Task to complete: Would you please state how many lines in the entries contain the word "Result"? Only the number should be given.

=== Begin Enclosure ===

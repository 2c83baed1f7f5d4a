mod cli;
mod config;
mod logging;

use std::process::ExitCode;

use anyhow::Result;
use clap::Parser;
use favicon_core::{GenerationReport, IcoOutcome, Progress};

use cli::Cli;
use config::{Config, get_current_dir};

fn print_progress(progress: Progress<'_>) {
    match progress {
        Progress::Started { source, output_dir } => {
            println!("Using SVG source: {}", source.display());
            println!("Output directory: {}", output_dir.display());
            println!();
        }
        Progress::Rendering(spec) => {
            println!(
                "Generating {} ({}x{})...",
                spec.file_name, spec.size, spec.size
            );
        }
        Progress::AssemblingIco => println!("Generating favicon.ico..."),
        Progress::IcoFinished(IcoOutcome::Written { path, .. }) => {
            let name = path.file_name().unwrap_or(path.as_os_str());
            println!("Created {}", name.to_string_lossy());
        }
        Progress::IcoFinished(IcoOutcome::Skipped { .. }) => {
            println!("Warning: Could not create ICO file - missing required PNG sizes");
        }
    }
}

fn run(cli: Cli) -> Result<GenerationReport> {
    let root = cli.root.unwrap_or_else(get_current_dir);
    let generator = Config::load(&root, cli.config.as_deref())?.into_generator(&root)?;

    generator.run(print_progress)
}

fn main() -> ExitCode {
    let cli = Cli::parse();
    logging::init(cli.verbose);

    match run(cli) {
        Ok(report) => {
            println!("\n✅ Favicon generation complete!");
            println!("Files created in: {}", report.output_dir.display());
            ExitCode::SUCCESS
        }
        Err(err) => {
            eprintln!("Error: {err:#}");
            ExitCode::FAILURE
        }
    }
}
use tracing_subscriber::EnvFilter;

/// Diagnostics go to stderr so stdout only carries the status lines.
/// `RUST_LOG` takes precedence over the `-v` count when it is set.
pub fn init(verbose: u8) {
    let level = match verbose {
        0 => "warn",
        1 => "info",
        2 => "debug",
        _ => "trace",
    };

    let filter = EnvFilter::try_from_default_env().unwrap_or_else(|_| EnvFilter::new(level));

    let _ = tracing_subscriber::fmt()
        .with_env_filter(filter)
        .with_writer(std::io::stderr)
        .with_target(false)
        .try_init();
}
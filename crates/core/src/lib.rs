mod data;
mod generator;
mod ico;
mod rasterizer;
mod resource_loader;

pub use data::{DEFAULT_ICO_SIZES, ICO_FILE_NAME, IconSpec, SizeTable, default_icon_specs};
pub use generator::{
    DEFAULT_FAVICON_DIR, DEFAULT_SOURCE_NAME, FaviconGenerator, GeneratedPng, GenerationReport,
    Progress,
};
pub use ico::{IcoOutcome, assemble_ico};
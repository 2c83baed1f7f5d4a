use std::fs;
use std::path::{Path, PathBuf};

use anyhow::{Context, Result, bail};

use crate::data::{DEFAULT_ICO_SIZES, IconSpec, SizeTable, validate_ico_sizes};
use crate::ico::{IcoOutcome, assemble_ico};
use crate::rasterizer::{render_square, save_png};
use crate::resource_loader::load_svg;

/// Favicon directory relative to the project root.
pub const DEFAULT_FAVICON_DIR: &str = "packages/react-ui/public/favicons";
pub const DEFAULT_SOURCE_NAME: &str = "favicon.svg";

/// Steps reported while a run is in progress.
#[derive(Debug, Clone, Copy)]
pub enum Progress<'a> {
    Started { source: &'a Path, output_dir: &'a Path },
    Rendering(&'a IconSpec),
    AssemblingIco,
    IcoFinished(&'a IcoOutcome),
}

#[derive(Debug, Clone, PartialEq, Eq)]
pub struct GeneratedPng {
    pub path: PathBuf,
    pub size: u32,
}

#[derive(Debug, Clone, PartialEq, Eq)]
pub struct GenerationReport {
    pub output_dir: PathBuf,
    pub pngs: Vec<GeneratedPng>,
    pub ico: IcoOutcome,
}

pub struct FaviconGenerator {
    source: PathBuf,
    output_dir: PathBuf,
    table: SizeTable,
    ico_sizes: Vec<u32>,
}

impl FaviconGenerator {
    pub fn new(source: impl Into<PathBuf>, output_dir: impl Into<PathBuf>) -> Self {
        FaviconGenerator {
            source: source.into(),
            output_dir: output_dir.into(),
            table: SizeTable::default(),
            ico_sizes: DEFAULT_ICO_SIZES.to_vec(),
        }
    }

    /// Generator using the fixed layout under `root`.
    pub fn for_project(root: &Path) -> Self {
        let favicon_dir = root.join(DEFAULT_FAVICON_DIR);
        Self::new(favicon_dir.join(DEFAULT_SOURCE_NAME), favicon_dir)
    }

    pub fn with_size_table(mut self, table: SizeTable) -> Self {
        self.table = table;
        self
    }

    pub fn with_ico_sizes(mut self, ico_sizes: Vec<u32>) -> Result<Self> {
        validate_ico_sizes(&ico_sizes)?;
        self.ico_sizes = ico_sizes;
        Ok(self)
    }

    pub fn source(&self) -> &Path {
        &self.source
    }

    pub fn output_dir(&self) -> &Path {
        &self.output_dir
    }

    pub fn size_table(&self) -> &SizeTable {
        &self.table
    }

    pub fn check_prerequisites(&self) -> Result<()> {
        if !self.source.is_file() {
            bail!("SVG source not found at {}", self.source.display());
        }
        Ok(())
    }

    /// Render every PNG in the size table, then build `favicon.ico`.
    ///
    /// Stops at the first error; files written before it stay on disk.
    pub fn run(&self, mut report: impl FnMut(Progress<'_>)) -> Result<GenerationReport> {
        self.check_prerequisites()?;

        report(Progress::Started {
            source: &self.source,
            output_dir: &self.output_dir,
        });

        fs::create_dir_all(&self.output_dir)
            .with_context(|| format!("failed to create {}", self.output_dir.display()))?;

        let tree = load_svg(&self.source)?;

        let mut pngs = Vec::with_capacity(self.table.len());
        for spec in &self.table {
            report(Progress::Rendering(spec));

            let png_path = self.output_dir.join(&spec.file_name);
            let image = render_square(&tree, spec.size)
                .with_context(|| format!("failed to render {}", spec.file_name))?;
            save_png(&image, &png_path)?;

            tracing::debug!(file = %spec.file_name, size = spec.size, "rendered PNG");
            pngs.push(GeneratedPng {
                path: png_path,
                size: spec.size,
            });
        }

        report(Progress::AssemblingIco);
        let ico = assemble_ico(&self.output_dir, &self.ico_sizes)?;
        report(Progress::IcoFinished(&ico));

        tracing::info!(
            dir = %self.output_dir.display(),
            pngs = pngs.len(),
            "favicon generation finished"
        );

        Ok(GenerationReport {
            output_dir: self.output_dir.clone(),
            pngs,
            ico,
        })
    }
}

=== End Enclosure ===

Problem solution: 6